Don M. Hisaka, Architect, 1928 - 2013


At the end of the 1980s, the developer of a new golf course outside Tokyo commissioned architect Don Hisaka to design a clubhouse that would reflect the look and feel of rural New England. Hisaka felt that plopping a clapboard-sided structure down amidst the rice paddies and cypress groves of Japan’s Ibaraki Prefecture might seem more than a bit incongruous. Consequently, he refined the developer’s vision by looking to the basic concepts that informed both classic New England and traditional Japanese architecture: simplicity of design and materials, precision, intimacy of scale, and a harmonious relationship with landscape and surroundings.

The result: a 60,000-square-foot complex of concrete, courtyards, glass and gardens that was resonant of both colonial America and feudal Japan, and which earned Hisaka the accolades of a number of architectural publications as one of his typically ingenious blends of seemingly irreconcilable cultures. The Ibaraki project was also recognized by Hisaka’s peers as yet another example of his unique ability to synthesize the best of disparate influences and deliver tasteful and charming buildings that complement rather than overwhelm their surroundings.

Beginning in 1960, when he opened his practice in Cleveland, and continuing over the years through moves to Cambridge, Massachusetts, and eventually to Berkeley, California, Hisaka has brought his singular vision to a wide range of commissions. In the Cleveland area, for example, he designed Beachwood’s Signature Square office complex (1986–89), the glass atrium that connects Thwing and Hitchcock Halls on the campus of Case Western Reserve University (1980), and the Saalfield vacation house in suburban Peninsula (1975). He also created a number of academic structures and libraries at Harvard University (in whose Graduate School of Design he taught for many years) and at colleges in New York and Kentucky, as well as the Mansfield (Ohio) Art Center, which won a Progressive Architecture National Citation Award in 1971.

Another fine example of his approach is the office building at 1150 18th Street, N.W., in Washington, D.C. Hailed by Washington Post architecture critic Benjamin Forgey as “an exclamation point that fits somehow into the middle of a ponderous sentence,” the building defies the leaden indifference of most modern commercial structures by incorporating an airy, lattice-like grid facade and playful turrets at its crown. At the same time, it manages to enliven its neighbors on the block rather than overpower them. Hisaka’s design earned him the Cornerstone Award for the best urban office building of 1991—just one of the nearly 50 citations for merit with which Hisaka’s work has been honored over the years, including the 1970 Cleveland Arts Prize for Architecture.

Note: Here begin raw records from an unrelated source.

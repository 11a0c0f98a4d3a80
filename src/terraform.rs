mod error;
mod runner;
mod schema;
mod state;
mod value;

pub use error::TerraformError;
pub use runner::{ApplyWorkflow, RunnerConfig, TerraformRunner, Variables};
pub use schema::{VariableDecl, VariableSchema};
pub use state::{Instance, Resource, ResourceMode, StateOutput, TerraformState};
pub use value::{AttributeValue, ValueError};
//! tfharness - Terraform module test harness
//!
//! Applies a module with a given variable set, decodes the resulting state, and inspects the
//! scripts it generates without running them.

pub mod extract;
pub mod locator;
pub mod terraform;
pub mod validator;

mod error;
mod workspace;

pub use error::HarnessError;
pub use extract::{Facts, LineMatcher, ScriptPattern, extract_facts, normalized_lines};
pub use locator::{Located, ResourceQuery, find, find_resource_instance};
pub use terraform::{
    ApplyWorkflow, AttributeValue, RunnerConfig, TerraformError, TerraformRunner, TerraformState,
    Variables, VariableSchema,
};
pub use validator::{ValidationError, assert_required_variables};
pub use workspace::ModuleWorkspace;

Perhaps Don Hisaka’s best-known composition is the Bartholomew County Jail in Columbus, Indiana (1990), a community with an eclectic collection of innovative modern structures designed by some of the world’s finest architects, including Eero Saarinen, I. M. Pei and Cesar Pelli. Characteristically, Hisaka chose to combine a host of design elements from the past and the present to create an edifice that paid homage to Columbus’s stock of existing 19th-century buildings while embracing many of the forms and effects of modernism. Also characteristically, the resulting building—which could have been a utilitarian structure with unappealing associations—is instead a graceful and attractive addition to the Columbus cityscape and a genuine civic emblem.

Mark Gottlieb

For more on Hisaka see Don Hisaka: The Cleveland Years, published by the Cleveland Artists Foundation in connection with a 2011 retrospective of the architect's work, which contains a highly informative overview of Hisaka's career and legacy by former Plain Dealer writer Wilma Salisbury.